AVL dispatching allows the equipment closest to an emergency to be sent, regardless of what department it is part of.
In a statement Tuesday, Beloit City Manager Lori Luther said, “The city of Beloit is always interested in regional partnership efforts that more efficiently provides service and eases tax burden. We have not been actively engaged with the town of Beloit but would welcome any opportunity for collaboration.”
In a separate meeting Tuesday, the Town of Beloit Town Administrator Hiring Committee discussed its next steps in the process of finding a new town administrator.
Town board member Carl McMillan, who is on the committee, said he wants the committee to find a candidate who intends to stay and think long-term for the township.
Community Development Director Tim Kienbaum echoed those thoughts and said it is important to select a candidate who will be physically present in the town offices full-time and will plan for growth in the township. He said one key area of focus should be available housing lots.
Wright, who is serving as an adviser on the committee, said he believes it would benefit the township to find an administrator who is able to act as a steady hand working with various town boards and department leaders over several years.
The committee largely agreed to take a closer look at the job description and certain ordinances before moving forward.

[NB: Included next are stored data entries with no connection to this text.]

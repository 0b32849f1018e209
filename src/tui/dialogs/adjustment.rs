//! Adjustment transaction dialog
//!
//! Dialog to confirm creating an adjustment transaction during reconciliation.

use ratatui::{
    layout::{Constraint, Direction, Layout},
    style::{Color, Modifier, Style},
    text::{Line, Span},
    widgets::{Block, Borders, Clear, Paragraph, Wrap},
    Frame,
};

use crate::models::{CategoryId, Money};
use crate::tui::app::App;
use crate::tui::layout::centered_rect_fixed;

/// State for the adjustment dialog
#[derive(Debug, Clone, Default)]
pub struct AdjustmentDialogState {
    /// The adjustment amount needed
    pub adjustment_amount: Money,
    /// Category input for the adjustment
    pub category_input: String,
    /// Selected category ID
    pub selected_category: Option<CategoryId>,
    /// List of categories for selection
    pub categories: Vec<(CategoryId, String)>,
    /// Selected category index
    pub selected_index: usize,
    /// Whether in category selection mode
    pub selecting_category: bool,
}

impl AdjustmentDialogState {
    pub fn new(adjustment_amount: Money) -> Self {
        Self {
            adjustment_amount,
            category_input: String::new(),
            selected_category: None,
            categories: Vec::new(),
            selected_index: 0,
            selecting_category: false,
        }
    }

    /// Load categories from storage
    pub fn load_categories(&mut self, categories: Vec<(CategoryId, String)>) {
        self.categories = categories;
    }

    /// Move selection up
    pub fn move_up(&mut self) {
        if self.selecting_category && self.selected_index > 0 {
            self.selected_index -= 1;
        }
    }

    /// Move selection down
    pub fn move_down(&mut self) {
        if self.selecting_category && self.selected_index < self.categories.len().saturating_sub(1) {
            self.selected_index += 1;
        }
    }

    /// Get filtered categories based on input
    pub fn filtered_categories(&self) -> Vec<&(CategoryId, String)> {
        if self.category_input.is_empty() {
            self.categories.iter().collect()
        } else {
            let search = self.category_input.to_lowercase();
            self.categories
                .iter()
                .filter(|(_, name)| name.to_lowercase().contains(&search))
                .collect()
        }
    }

    /// Select the current category
    pub fn select_current(&mut self) {
        // Clone to avoid borrow issues
        let selection: Option<(CategoryId, String)> = {
            let filtered = self.filtered_categories();
            filtered.get(self.selected_index).map(|(id, name)| (*id, name.clone()))
        };

        if let Some((id, name)) = selection {
            self.selected_category = Some(id);
            self.category_input = name;
            self.selecting_category = false;
        }
    }
}

/// Render the adjustment dialog
pub fn render(frame: &mut Frame, app: &App) {
    let area = centered_rect_fixed(60, 14, frame.area());

    // Clear the background
    frame.render_widget(Clear, area);

    let state = &app.adjustment_dialog_state;

    let block = Block::default()
        .title(" Create Adjustment Transaction ")
        .title_style(Style::default().fg(Color::Yellow).add_modifier(Modifier::BOLD))
        .borders(Borders::ALL)
        .border_style(Style::default().fg(Color::Yellow));

    let inner = block.inner(area);
    frame.render_widget(block, area);

    let chunks = Layout::default()
        .direction(Direction::Vertical)
        .constraints([
            Constraint::Length(1),  // Spacer
            Constraint::Length(2),  // Message
            Constraint::Length(2),  // Amount
            Constraint::Length(2),  // Category input
            Constraint::Length(3),  // Category list (if selecting)
            Constraint::Length(2),  // Instructions
        ])
        .split(inner);

    // Message
    let message = Paragraph::new(Line::from(vec![
        Span::styled(
            "Your cleared balance doesn't match the statement balance.",
            Style::default().fg(Color::White),
        ),
    ]));
    frame.render_widget(message, chunks[1]);

    // Amount
    let amount_style = if state.adjustment_amount.is_negative() {
        Style::default().fg(Color::Red).add_modifier(Modifier::BOLD)
    } else {
        Style::default().fg(Color::Green).add_modifier(Modifier::BOLD)
    };

    let amount_text = Paragraph::new(Line::from(vec![
        Span::styled("Adjustment needed: ", Style::default().fg(Color::DarkGray)),
        Span::styled(format!("{}", state.adjustment_amount), amount_style),
    ]));
    frame.render_widget(amount_text, chunks[2]);

    // Category input
    let category_style = if state.selecting_category {
        Style::default().fg(Color::Yellow).add_modifier(Modifier::BOLD)
    } else {
        Style::default().fg(Color::White)
    };

    let category_display = if state.category_input.is_empty() {
        "(Optional) Enter category...".to_string()
    } else {
        state.category_input.clone()
    };

    let category_text = Paragraph::new(Line::from(vec![
        Span::styled("Category: ", Style::default().fg(Color::DarkGray)),
        Span::styled(category_display, category_style),
    ]));
    frame.render_widget(category_text, chunks[3]);

    // Category selection list (if selecting)
    if state.selecting_category {
        let filtered = state.filtered_categories();
        let items: Vec<Line> = filtered
            .iter()
            .enumerate()
            .take(3)
            .map(|(i, (_, name))| {
                let style = if i == state.selected_index {
                    Style::default().bg(Color::DarkGray).fg(Color::White)
                } else {
                    Style::default().fg(Color::DarkGray)
                };
                Line::from(Span::styled(format!("  {}", name), style))
            })
            .collect();

        let list = Paragraph::new(items);
        frame.render_widget(list, chunks[4]);
    }

    // Instructions
    let instructions = Paragraph::new(Line::from(vec![
        Span::styled("[Enter]", Style::default().fg(Color::Green)),
        Span::raw(" Create  "),
        Span::styled("[Tab]", Style::default().fg(Color::Cyan)),
        Span::raw(" Select category  "),
        Span::styled("[Esc]", Style::default().fg(Color::DarkGray)),
        Span::raw(" Cancel"),
    ]));
    frame.render_widget(instructions, chunks[5]);
}

/// Handle key input for the adjustment dialog
pub fn handle_key(app: &mut App, key: crossterm::event::KeyCode) -> bool {
    use crossterm::event::KeyCode;

    let state = &mut app.adjustment_dialog_state;

    match key {
        KeyCode::Tab => {
            state.selecting_category = !state.selecting_category;
            true
        }
        KeyCode::Up | KeyCode::Char('k') if state.selecting_category => {
            state.move_up();
            true
        }
        KeyCode::Down | KeyCode::Char('j') if state.selecting_category => {
            state.move_down();
            true
        }
        KeyCode::Enter if state.selecting_category => {
            state.select_current();
            true
        }
        KeyCode::Char(c) if !state.selecting_category => {
            state.category_input.push(c);
            state.selecting_category = true;
            state.selected_index = 0;
            true
        }
        KeyCode::Backspace if !state.selecting_category => {
            state.category_input.pop();
            true
        }
        _ => false,
    }
}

The matter is expected to be on Monday’s town board agenda, where the full board will have a chance to discuss. Workshops and public hearings are expected to follow.
A few town residents attended the meeting and asked questions about the town administrator role, such as pay, whether the hiring committee should designate a chairperson and how the role would compare to other area municipalities.
Town Clerk Karry DeVault said records show a prior administrator earned around $89,000.
One resident said he does not want to see the township caught in a situation where it has to “pay peanuts and get circus clowns,” adding the wage must be competitive to find a quality candidate. Another resident asked the committee to consider whether the salary range is too high and should be lowered.